Murloc decks always relied heavily on tribe synergies and buffs. The more Murlocs you have, the better cards like Murloc Warleader or Coldlight Seer become. And it’s still the case, but Murloc Warlock additionally relies on handbuffs thanks to Chum Bucket, a new key card (and Sunken Scavenger if you manage to Dredge it to the top). With Chum Bucket, you need to balance your hand vs board right. If you have only a single minion on the board but 6 in your hand, it will give a total of +6/+6. But if you first play another minion on the board before using it, it will give +2/+2 to 5 minions for a total of +10+/10. Play three and you get 3x 4 = +12/+12. You always aim to maximize the handbuff by first playing a few Murlocs on the same turn. Handbuffs synergize very well with Lushwater Scout (buffed Murlocs with Rush can destroy the opponent’s board) and – of course – Twin-fin Fin Twin, which copies itself with all the buffs it has (and having e.g. 2x 5/4 with Rush for 3 mana is really great).
When it comes to cards you want to add, by far the most important one is Gigafin. This Murloc is really strong and it’s your only answer against big boards, e.g. against Druid. It’s a comeback mechanic that let you win the games you wouldn’t won otherwise. Other than Gigafin, Amalgam of the Deep is also good like in any tribe-based deck. Sir Finley, Sea Guide is another solid option – it’s both a Murloc and it lets you redraw a bad hand / find your Sunken Scavenger.
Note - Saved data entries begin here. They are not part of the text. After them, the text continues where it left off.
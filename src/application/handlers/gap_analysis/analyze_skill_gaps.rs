//! AnalyzeSkillGapsHandler - Command handler that recomputes and stores gaps.

use std::collections::HashMap;
use std::sync::Arc;

use tracing::{debug, info};

use crate::domain::foundation::{DomainError, EmployeeId, SkillId, Timestamp};
use crate::domain::gap_analysis::{
    GapAnalyzer, GapDetails, ProficiencyIndex, RequirementIndex, SkillGapRecord,
};
use crate::domain::workforce::{Employee, EmployeeFilter, Skill};
use crate::ports::{UnitOfWork, WorkforceStore};

use super::super::{employee_not_found, role_not_found, skill_not_found};

/// Command to analyze one employee, or everyone when `employee_id` is `None`.
#[derive(Debug, Clone, Default)]
pub struct AnalyzeSkillGapsCommand {
    pub employee_id: Option<EmployeeId>,
}

/// Result of an analysis run.
#[derive(Debug, Clone)]
pub struct AnalyzeSkillGapsResult {
    pub employees_analyzed: usize,
    pub employees_skipped: usize,
    /// Stored records with `gap_score < 0`.
    pub gaps_found: usize,
    /// Every record written by this run, in analysis order.
    pub records: Vec<GapDetails>,
}

/// Handler for running gap analysis.
///
/// The whole batch runs in one unit of work: if any lookup fails nothing is
/// written. Afterwards each analyzed employee has exactly one record per
/// skill their current role requires, and none when they have no role.
pub struct AnalyzeSkillGapsHandler {
    store: Arc<dyn WorkforceStore>,
}

impl AnalyzeSkillGapsHandler {
    pub fn new(store: Arc<dyn WorkforceStore>) -> Self {
        Self { store }
    }

    pub async fn handle(
        &self,
        cmd: AnalyzeSkillGapsCommand,
    ) -> Result<AnalyzeSkillGapsResult, DomainError> {
        let mut uow = self.store.begin().await?;

        // 1. Select employees
        let employees = match cmd.employee_id {
            Some(id) => vec![uow
                .employees()
                .find_by_id(id)
                .await?
                .ok_or_else(|| employee_not_found(id))?],
            None => uow.employees().list(&EmployeeFilter::default()).await?,
        };

        // 2. Load what the analyzer needs
        let requirements = load_requirements(uow.as_mut(), &employees).await?;
        let proficiencies = load_proficiencies(uow.as_mut(), &employees).await?;
        let skills = load_skills(uow.as_mut(), &requirements).await?;

        // 3. Compute
        let analysis = GapAnalyzer::analyze(&employees, &requirements, &proficiencies)?;
        debug!(
            employees = analysis.employees_analyzed,
            skipped = analysis.employees_skipped,
            gaps = analysis.gaps.len(),
            "Gap analysis computed"
        );

        // 4. Persist, one row per (employee, skill)
        let names: HashMap<EmployeeId, String> =
            employees.iter().map(|e| (e.id, e.full_name())).collect();
        let analysis_date = Timestamp::now();
        let mut records = Vec::with_capacity(analysis.gaps.len());

        for gap in &analysis.gaps {
            let stored = uow
                .gap_records()
                .upsert(&SkillGapRecord::from_gap(*gap, analysis_date))
                .await?;
            let skill = skills
                .get(&gap.skill_id)
                .ok_or_else(|| skill_not_found(gap.skill_id))?;
            records.push(GapDetails {
                record: stored,
                employee_name: names.get(&gap.employee_id).cloned().unwrap_or_default(),
                skill_name: skill.name.clone(),
                skill_category: skill.category.clone(),
            });
        }

        // 5. Drop rows for skills the employee's current role no longer requires
        let mut pruned = 0;
        for employee in &employees {
            let keep: Vec<SkillId> = analysis
                .gaps
                .iter()
                .filter(|gap| gap.employee_id == employee.id)
                .map(|gap| gap.skill_id)
                .collect();
            pruned += uow
                .gap_records()
                .delete_for_employee_except(employee.id, &keep)
                .await?;
        }
        if pruned > 0 {
            debug!(pruned, "Removed stale gap records");
        }

        uow.commit().await?;

        let gaps_found = analysis.gaps_found();
        info!(
            employees_analyzed = analysis.employees_analyzed,
            gaps_found,
            records = records.len(),
            "Skill gap analysis completed"
        );

        Ok(AnalyzeSkillGapsResult {
            employees_analyzed: analysis.employees_analyzed,
            employees_skipped: analysis.employees_skipped,
            gaps_found,
            records,
        })
    }
}

async fn load_requirements(
    uow: &mut dyn UnitOfWork,
    employees: &[Employee],
) -> Result<RequirementIndex, DomainError> {
    let mut index = RequirementIndex::new();
    for role_id in employees.iter().filter_map(|e| e.role_id) {
        if index.contains_key(&role_id) {
            continue;
        }
        uow.roles()
            .find_by_id(role_id)
            .await?
            .ok_or_else(|| role_not_found(role_id))?;
        let requirements = uow.roles().requirements(role_id).await?;
        index.insert(role_id, requirements);
    }
    Ok(index)
}

async fn load_proficiencies(
    uow: &mut dyn UnitOfWork,
    employees: &[Employee],
) -> Result<ProficiencyIndex, DomainError> {
    let mut index = ProficiencyIndex::new();
    for employee in employees.iter().filter(|e| e.has_role()) {
        for assessed in uow.employees().list_skills(employee.id).await? {
            index.insert(
                (assessed.employee_id, assessed.skill_id),
                assessed.proficiency_level,
            );
        }
    }
    Ok(index)
}

async fn load_skills(
    uow: &mut dyn UnitOfWork,
    requirements: &RequirementIndex,
) -> Result<HashMap<SkillId, Skill>, DomainError> {
    let mut skills = HashMap::new();
    for requirement in requirements.values().flatten() {
        if skills.contains_key(&requirement.skill_id) {
            continue;
        }
        let skill = uow
            .skills()
            .find_by_id(requirement.skill_id)
            .await?
            .ok_or_else(|| skill_not_found(requirement.skill_id))?;
        skills.insert(skill.id, skill);
    }
    Ok(skills)
}
//! HTTP adapters - REST API implementations.
//!
//! Each resource has its own module with DTOs, handlers and routes.
//! [`app_router`] mounts them all under `/api`.

pub mod analysis;
pub mod employees;
pub mod error;
pub mod extract;
pub mod response;
pub mod roles;
pub mod router;
pub mod skills;
pub mod state;

pub use error::{ApiError, ErrorResponse};
pub use router::app_router;
pub use state::AppState;
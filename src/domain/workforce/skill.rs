//! Skill catalogue entry.

use serde::{Deserialize, Serialize};

use crate::domain::foundation::{SkillId, Timestamp, ValidationError};

use super::require_non_empty;

/// A named, categorised capability employees can hold and roles can require.
#[derive(Debug, Clone, PartialEq, Eq, Serialize, Deserialize)]
pub struct Skill {
    pub id: SkillId,
    /// Unique across the catalogue.
    pub name: String,
    pub description: Option<String>,
    /// Free-form grouping such as "Technical" or "Soft Skills".
    pub category: Option<String>,
    pub created_at: Timestamp,
}

/// Partial update of a skill.
#[derive(Debug, Clone, Default)]
pub struct SkillUpdate {
    pub name: Option<String>,
    pub description: Option<String>,
    pub category: Option<String>,
}

impl Skill {
    /// Creates a new skill with a validated name.
    pub fn create(
        name: impl Into<String>,
        description: Option<String>,
        category: Option<String>,
    ) -> Result<Self, ValidationError> {
        Ok(Self {
            id: SkillId::new(),
            name: require_non_empty("name", name.into())?,
            description,
            category,
            created_at: Timestamp::now(),
        })
    }

    /// Applies a partial update.
    pub fn apply_update(&mut self, update: SkillUpdate) -> Result<(), ValidationError> {
        if let Some(name) = update.name {
            self.name = require_non_empty("name", name)?;
        }
        if let Some(description) = update.description {
            self.description = Some(description);
        }
        if let Some(category) = update.category {
            self.category = Some(category);
        }
        Ok(())
    }
}
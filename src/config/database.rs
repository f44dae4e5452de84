//! Storage selection and Postgres pool sizing.

use serde::Deserialize;
use std::time::Duration;

use super::error::ValidationError;

const POOL_CEILING: u32 = 100;
const URL_SCHEMES: [&str; 2] = ["postgres://", "postgresql://"];

/// Where workforce data is kept.
#[derive(Debug, Clone, Copy, Deserialize, PartialEq, Eq, Default)]
#[serde(rename_all = "lowercase")]
pub enum StorageBackend {
    #[default]
    Postgres,
    /// Lost on restart.
    Memory,
}

/// `SKILLS_GAP__DATABASE__*` settings. Everything but `backend` is ignored
/// by the memory store.
#[derive(Debug, Clone, Deserialize)]
pub struct DatabaseConfig {
    #[serde(default)]
    pub backend: StorageBackend,

    #[serde(default)]
    pub url: String,

    #[serde(default = "default_min_connections")]
    pub min_connections: u32,

    /// At most 100.
    #[serde(default = "default_max_connections")]
    pub max_connections: u32,

    #[serde(default = "default_acquire_timeout")]
    pub acquire_timeout_secs: u64,

    #[serde(default = "default_idle_timeout")]
    pub idle_timeout_secs: u64,

    #[serde(default = "default_max_lifetime")]
    pub max_lifetime_secs: u64,

    /// Apply `migrations/` before serving.
    #[serde(default)]
    pub run_migrations: bool,
}

impl DatabaseConfig {
    pub fn acquire_timeout(&self) -> Duration {
        Duration::from_secs(self.acquire_timeout_secs)
    }

    pub fn idle_timeout(&self) -> Duration {
        Duration::from_secs(self.idle_timeout_secs)
    }

    pub fn max_lifetime(&self) -> Duration {
        Duration::from_secs(self.max_lifetime_secs)
    }

    /// Checks the URL scheme and pool bounds. Always passes for the memory
    /// backend.
    pub fn validate(&self) -> Result<(), ValidationError> {
        if self.backend == StorageBackend::Memory {
            return Ok(());
        }
        if self.url.is_empty() {
            return Err(ValidationError::MissingRequired("SKILLS_GAP__DATABASE__URL"));
        }
        if !URL_SCHEMES.iter().any(|scheme| self.url.starts_with(scheme)) {
            return Err(ValidationError::InvalidDatabaseUrl);
        }
        if self.min_connections > self.max_connections {
            return Err(ValidationError::InvalidPoolSize);
        }
        if self.max_connections > POOL_CEILING {
            return Err(ValidationError::PoolSizeTooLarge);
        }
        Ok(())
    }
}

impl Default for DatabaseConfig {
    fn default() -> Self {
        Self {
            backend: StorageBackend::default(),
            url: String::new(),
            min_connections: default_min_connections(),
            max_connections: default_max_connections(),
            acquire_timeout_secs: default_acquire_timeout(),
            idle_timeout_secs: default_idle_timeout(),
            max_lifetime_secs: default_max_lifetime(),
            run_migrations: false,
        }
    }
}

fn default_min_connections() -> u32 {
    5
}

fn default_max_connections() -> u32 {
    20
}

fn default_acquire_timeout() -> u64 {
    30
}

fn default_idle_timeout() -> u64 {
    600
}

fn default_max_lifetime() -> u64 {
    1800
}
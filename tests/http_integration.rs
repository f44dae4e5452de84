//! Integration tests for the HTTP API.
//!
//! Drives the full router (middleware included) against the in-memory store.

use std::sync::Arc;

use axum::body::Body;
use axum::http::{Method, Request, StatusCode};
use axum::Router;
use serde_json::{json, Value};
use tower::ServiceExt;

use skills_gap_analyzer::adapters::http::{app_router, AppState};
use skills_gap_analyzer::adapters::InMemoryWorkforceStore;
use skills_gap_analyzer::config::ServerConfig;

// =============================================================================
// Test Infrastructure
// =============================================================================

fn app() -> (InMemoryWorkforceStore, Router) {
    let store = InMemoryWorkforceStore::new();
    let router = app_router(
        AppState::new(Arc::new(store.clone())),
        &ServerConfig::default(),
    );
    (store, router)
}

async fn send(app: &Router, method: Method, uri: &str, body: Option<Value>) -> (StatusCode, Value) {
    let builder = Request::builder().method(method).uri(uri);
    let request = match body {
        Some(body) => builder
            .header("content-type", "application/json")
            .body(Body::from(body.to_string()))
            .unwrap(),
        None => builder.body(Body::empty()).unwrap(),
    };

    let response = app.clone().oneshot(request).await.unwrap();
    let status = response.status();
    let bytes = axum::body::to_bytes(response.into_body(), usize::MAX)
        .await
        .unwrap();
    let json = if bytes.is_empty() {
        Value::Null
    } else {
        serde_json::from_slice(&bytes).unwrap()
    };
    (status, json)
}

async fn create_skill(app: &Router, name: &str) -> String {
    let (status, body) = send(
        app,
        Method::POST,
        "/api/skills",
        Some(json!({"name": name, "category": "Technical"})),
    )
    .await;
    assert_eq!(status, StatusCode::CREATED, "{body}");
    body["id"].as_str().unwrap().to_string()
}

async fn create_employee(app: &Router, code: &str, role_id: Option<&str>) -> String {
    let (status, body) = send(
        app,
        Method::POST,
        "/api/employees",
        Some(json!({
            "employee_id": code,
            "first_name": "Test",
            "last_name": code,
            "email": format!("{}@example.com", code.to_lowercase()),
            "department": "Analytics",
            "role_id": role_id,
        })),
    )
    .await;
    assert_eq!(status, StatusCode::CREATED, "{body}");
    body["id"].as_str().unwrap().to_string()
}

async fn assign(app: &Router, employee_id: &str, skill_id: &str, level: i32) {
    let (status, body) = send(
        app,
        Method::POST,
        &format!("/api/employees/{employee_id}/skills"),
        Some(json!({"skill_id": skill_id, "proficiency_level": level})),
    )
    .await;
    assert_eq!(status, StatusCode::CREATED, "{body}");
}

struct Workforce {
    analyst: String,
    unassigned: String,
}

/// Python required 5 (held 2), SQL required 3 (held 4), Excel required 2 (held 1).
async fn seed(app: &Router) -> Workforce {
    let python = create_skill(app, "Python").await;
    let sql = create_skill(app, "SQL").await;
    let excel = create_skill(app, "Excel").await;

    let (status, role) = send(
        app,
        Method::POST,
        "/api/roles",
        Some(json!({
            "title": "Data Analyst",
            "department": "Analytics",
            "required_skills": [
                {"skill_id": python, "required_level": 5},
                {"skill_id": sql, "required_level": 3},
                {"skill_id": excel, "required_level": 2}
            ]
        })),
    )
    .await;
    assert_eq!(status, StatusCode::CREATED, "{role}");
    let role_id = role["id"].as_str().unwrap().to_string();

    let analyst = create_employee(app, "EMP001", Some(&role_id)).await;
    assign(app, &analyst, &python, 2).await;
    assign(app, &analyst, &sql, 4).await;
    assign(app, &analyst, &excel, 1).await;

    let unassigned = create_employee(app, "EMP002", None).await;
    assign(app, &unassigned, &python, 1).await;

    Workforce {
        analyst,
        unassigned,
    }
}

// =============================================================================
// Health and errors
// =============================================================================

#[tokio::test]
async fn health_check_reports_healthy() {
    let (_, app) = app();
    let (status, body) = send(&app, Method::GET, "/", None).await;

    assert_eq!(status, StatusCode::OK);
    assert_eq!(body["status"], "healthy");
    assert_eq!(body["message"], "Employee Skills Gap Analyzer API is running");
}

#[tokio::test]
async fn unknown_route_is_json_404() {
    let (_, app) = app();
    let (status, body) = send(&app, Method::GET, "/api/nothing-here", None).await;

    assert_eq!(status, StatusCode::NOT_FOUND);
    assert_eq!(body["code"], "NOT_FOUND");
}

#[tokio::test]
async fn malformed_id_is_bad_request() {
    let (_, app) = app();
    let (status, body) = send(&app, Method::GET, "/api/employees/not-a-uuid", None).await;

    assert_eq!(status, StatusCode::BAD_REQUEST);
    assert_eq!(body["code"], "INVALID_FORMAT");
}

// =============================================================================
// Employees
// =============================================================================

#[tokio::test]
async fn duplicate_employee_code_conflicts() {
    let (_, app) = app();
    create_employee(&app, "EMP001", None).await;

    let (status, body) = send(
        &app,
        Method::POST,
        "/api/employees",
        Some(json!({
            "employee_id": "EMP001",
            "first_name": "Other",
            "last_name": "Person",
            "email": "other@example.com"
        })),
    )
    .await;

    assert_eq!(status, StatusCode::CONFLICT);
    assert_eq!(body["code"], "EMPLOYEE_EXISTS");
}

#[tokio::test]
async fn employee_missing_required_fields_is_rejected() {
    let (_, app) = app();
    let (status, body) = send(
        &app,
        Method::POST,
        "/api/employees",
        Some(json!({"employee_id": "EMP009", "first_name": "No"})),
    )
    .await;

    assert_eq!(status, StatusCode::BAD_REQUEST);
    assert!(body["error"].is_string());
}

#[tokio::test]
async fn out_of_range_proficiency_is_rejected() {
    let (_, app) = app();
    let skill = create_skill(&app, "Python").await;
    let employee = create_employee(&app, "EMP001", None).await;

    let (status, body) = send(
        &app,
        Method::POST,
        &format!("/api/employees/{employee}/skills"),
        Some(json!({"skill_id": skill, "proficiency_level": 6})),
    )
    .await;

    assert_eq!(status, StatusCode::BAD_REQUEST);
    assert_eq!(body["code"], "OUT_OF_RANGE");
}

#[tokio::test]
async fn employee_detail_includes_skills_and_role() {
    let (_, app) = app();
    let workforce = seed(&app).await;

    let (status, body) = send(
        &app,
        Method::GET,
        &format!("/api/employees/{}", workforce.analyst),
        None,
    )
    .await;

    assert_eq!(status, StatusCode::OK);
    assert_eq!(body["role_title"], "Data Analyst");
    assert_eq!(body["skills"].as_array().unwrap().len(), 3);
}

#[tokio::test]
async fn deleted_employee_is_gone() {
    let (_, app) = app();
    let employee = create_employee(&app, "EMP001", None).await;

    let (status, _) = send(&app, Method::DELETE, &format!("/api/employees/{employee}"), None).await;
    assert_eq!(status, StatusCode::OK);

    let (status, body) = send(&app, Method::GET, &format!("/api/employees/{employee}"), None).await;
    assert_eq!(status, StatusCode::NOT_FOUND);
    assert_eq!(body["code"], "EMPLOYEE_NOT_FOUND");
}

// =============================================================================
// Gap analysis
// =============================================================================

#[tokio::test]
async fn analysis_with_empty_body_covers_everyone() {
    let (_, app) = app();
    seed(&app).await;

    let (status, body) = send(&app, Method::POST, "/api/analysis/gaps", None).await;

    assert_eq!(status, StatusCode::OK, "{body}");
    assert_eq!(body["message"], "Skill gap analysis completed");
    assert_eq!(body["analyzed_employees"], 2);
    assert_eq!(body["total_gaps_found"], 2);
    assert_eq!(body["results"].as_array().unwrap().len(), 3);
}

#[tokio::test]
async fn repeated_analysis_keeps_one_record_per_pair() {
    let (store, app) = app();
    let workforce = seed(&app).await;

    for _ in 0..2 {
        let (status, _) = send(&app, Method::POST, "/api/analysis/gaps", Some(json!({}))).await;
        assert_eq!(status, StatusCode::OK);
    }
    assert_eq!(store.gap_record_count().await, 3);

    let (status, body) = send(
        &app,
        Method::GET,
        &format!("/api/analysis/gaps/{}", workforce.analyst),
        None,
    )
    .await;
    assert_eq!(status, StatusCode::OK);
    assert_eq!(body["skill_gaps"].as_array().unwrap().len(), 3);
    assert_eq!(body["total_gaps"], 2);
    assert_eq!(body["high_priority_gaps"], 1);
}

#[tokio::test]
async fn employee_without_role_has_no_gaps() {
    let (_, app) = app();
    let workforce = seed(&app).await;

    let (status, body) = send(
        &app,
        Method::POST,
        "/api/analysis/gaps",
        Some(json!({"employee_id": workforce.unassigned})),
    )
    .await;
    assert_eq!(status, StatusCode::OK);
    assert_eq!(body["analyzed_employees"], 1);
    assert_eq!(body["total_gaps_found"], 0);

    let (_, body) = send(
        &app,
        Method::GET,
        &format!("/api/analysis/gaps/{}", workforce.unassigned),
        None,
    )
    .await;
    assert_eq!(body["total_gaps"], 0);
}

#[tokio::test]
async fn analysis_of_unknown_employee_is_not_found() {
    let (_, app) = app();
    let (status, body) = send(
        &app,
        Method::POST,
        "/api/analysis/gaps",
        Some(json!({"employee_id": "00000000-0000-0000-0000-000000000001"})),
    )
    .await;

    assert_eq!(status, StatusCode::NOT_FOUND);
    assert_eq!(body["code"], "EMPLOYEE_NOT_FOUND");
}

#[tokio::test]
async fn recommendations_are_ranked_by_priority() {
    let (_, app) = app();
    seed(&app).await;
    send(&app, Method::POST, "/api/analysis/gaps", None).await;

    let (status, body) = send(&app, Method::POST, "/api/analysis/recommendations", None).await;
    assert_eq!(status, StatusCode::OK, "{body}");

    let recs = body["recommendations"].as_array().unwrap();
    assert_eq!(recs.len(), 2);
    assert_eq!(recs[0]["skill_name"], "Python");
    assert_eq!(recs[0]["priority"], "High");
    assert_eq!(recs[1]["skill_name"], "Excel");
    assert_eq!(recs[1]["priority"], "Medium");
    assert_eq!(body["total_employees_needing_training"], 1);
    assert_eq!(body["total_training_hours"], 80);
}

#[tokio::test]
async fn recommendations_can_be_filtered_by_priority() {
    let (_, app) = app();
    seed(&app).await;
    send(&app, Method::POST, "/api/analysis/gaps", None).await;

    let (status, body) = send(
        &app,
        Method::POST,
        "/api/analysis/recommendations",
        Some(json!({"priority": "medium"})),
    )
    .await;
    assert_eq!(status, StatusCode::OK);
    let recs = body["recommendations"].as_array().unwrap();
    assert_eq!(recs.len(), 1);
    assert_eq!(recs[0]["skill_name"], "Excel");

    let (status, _) = send(
        &app,
        Method::POST,
        "/api/analysis/recommendations",
        Some(json!({"priority": "urgent"})),
    )
    .await;
    assert_eq!(status, StatusCode::BAD_REQUEST);
}

#[tokio::test]
async fn predictions_cover_deficits_only() {
    let (_, app) = app();
    let workforce = seed(&app).await;
    send(&app, Method::POST, "/api/analysis/gaps", None).await;

    let (status, body) = send(
        &app,
        Method::GET,
        &format!("/api/analysis/predictions/{}", workforce.analyst),
        None,
    )
    .await;

    assert_eq!(status, StatusCode::OK, "{body}");
    assert_eq!(body["employee_name"], "Test EMP001");
    let predictions = body["predictions"].as_array().unwrap();
    assert_eq!(predictions.len(), 2);
    assert_eq!(body["total_training_hours"], 80);

    let python = predictions
        .iter()
        .find(|p| p["skill_name"] == "Python")
        .unwrap();
    assert_eq!(python["predicted_training_hours"], 60);
    assert_eq!(python["success_probability"], 0.7);
}
//! UpdateEmployeeHandler - Command handler for partial employee updates.

use std::sync::Arc;

use crate::domain::foundation::{DomainError, EmployeeId};
use crate::domain::workforce::{Employee, EmployeeUpdate};
use crate::ports::WorkforceStore;

use super::super::employee_not_found;

#[derive(Debug, Clone)]
pub struct UpdateEmployeeCommand {
    pub employee_id: EmployeeId,
    pub update: EmployeeUpdate,
}

pub struct UpdateEmployeeHandler {
    store: Arc<dyn WorkforceStore>,
}

impl UpdateEmployeeHandler {
    pub fn new(store: Arc<dyn WorkforceStore>) -> Self {
        Self { store }
    }

    pub async fn handle(&self, cmd: UpdateEmployeeCommand) -> Result<Employee, DomainError> {
        let mut uow = self.store.begin().await?;

        let mut employee = uow
            .employees()
            .find_by_id(cmd.employee_id)
            .await?
            .ok_or_else(|| employee_not_found(cmd.employee_id))?;

        employee.apply_update(cmd.update)?;
        uow.employees().update(&employee).await?;
        uow.commit().await?;

        Ok(employee)
    }
}

#[cfg(test)]
mod tests {
    use super::*;
    use crate::application::handlers::test_support::{seed_employee, seed_role, store};
    use crate::domain::foundation::{ErrorCode, RoleId};

    #[tokio::test]
    async fn updates_department_and_role() {
        let (_, store) = store();
        let role = seed_role(store.as_ref(), "Lead", &[]).await;
        let emp = seed_employee(store.as_ref(), "EMP001", None, &[]).await;

        let updated = UpdateEmployeeHandler::new(store)
            .handle(UpdateEmployeeCommand {
                employee_id: emp,
                update: EmployeeUpdate {
                    department: Some("Data".to_string()),
                    role_id: Some(Some(role)),
                    ..Default::default()
                },
            })
            .await
            .unwrap();

        assert_eq!(updated.department.as_deref(), Some("Data"));
        assert_eq!(updated.role_id, Some(role));
    }

    #[tokio::test]
    async fn unknown_role_is_rejected() {
        let (_, store) = store();
        let emp = seed_employee(store.as_ref(), "EMP001", None, &[]).await;

        let err = UpdateEmployeeHandler::new(store)
            .handle(UpdateEmployeeCommand {
                employee_id: emp,
                update: EmployeeUpdate {
                    role_id: Some(Some(RoleId::new())),
                    ..Default::default()
                },
            })
            .await
            .unwrap_err();
        assert_eq!(err.code, ErrorCode::RoleNotFound);
    }

    #[tokio::test]
    async fn email_taken_by_another_employee_conflicts() {
        let (_, store) = store();
        seed_employee(store.as_ref(), "EMP001", None, &[]).await;
        let second = seed_employee(store.as_ref(), "EMP002", None, &[]).await;

        let err = UpdateEmployeeHandler::new(store)
            .handle(UpdateEmployeeCommand {
                employee_id: second,
                update: EmployeeUpdate {
                    email: Some("emp001@example.com".to_string()),
                    ..Default::default()
                },
            })
            .await
            .unwrap_err();
        assert_eq!(err.code, ErrorCode::EmployeeExists);
    }

    #[tokio::test]
    async fn unknown_employee_is_not_found() {
        let (_, store) = store();
        let err = UpdateEmployeeHandler::new(store)
            .handle(UpdateEmployeeCommand {
                employee_id: EmployeeId::new(),
                update: EmployeeUpdate::default(),
            })
            .await
            .unwrap_err();
        assert_eq!(err.code, ErrorCode::EmployeeNotFound);
    }
}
For God’s sake, please don’t play this deck. Maybe if you have some Quests you want to finish but you . This deck sucks, but it’s only a single card away from easily gaining 10% win rate or more – Raid the Docks. Without the Questline, Pirate Warrior is mediocre. Sure, you can win some games with pure aggression, getting on the board with all the Pirates, maybe buffing them with Captain, swinging with weapons etc. But without Questline, you’re going to run out of juice around Turn 6-7 and then… well, game over. If you haven’t killed your opponent by then – and you probably haven’t – then you’re out of luck.
So do yourself a favor, replace one Whetstone Hatchet with Raid the Docks, two Azsharan Tridents with Ratchet Privateers and play the deck like that. Of course, that still won’t be a full build – you should still consider adding a Mr. Smite (the card is incredibly powerful, and doubly so in a deck full of Pirates that summons random Pirates every turn starting in the mid game) and Nellie, the Great Thresher. Amalgam of the Deep is another good option, since it lets you finish the Questline faster. After that, you’ve got yourself a full Pirate Warrior, deck that absolutely dominates lower ranks.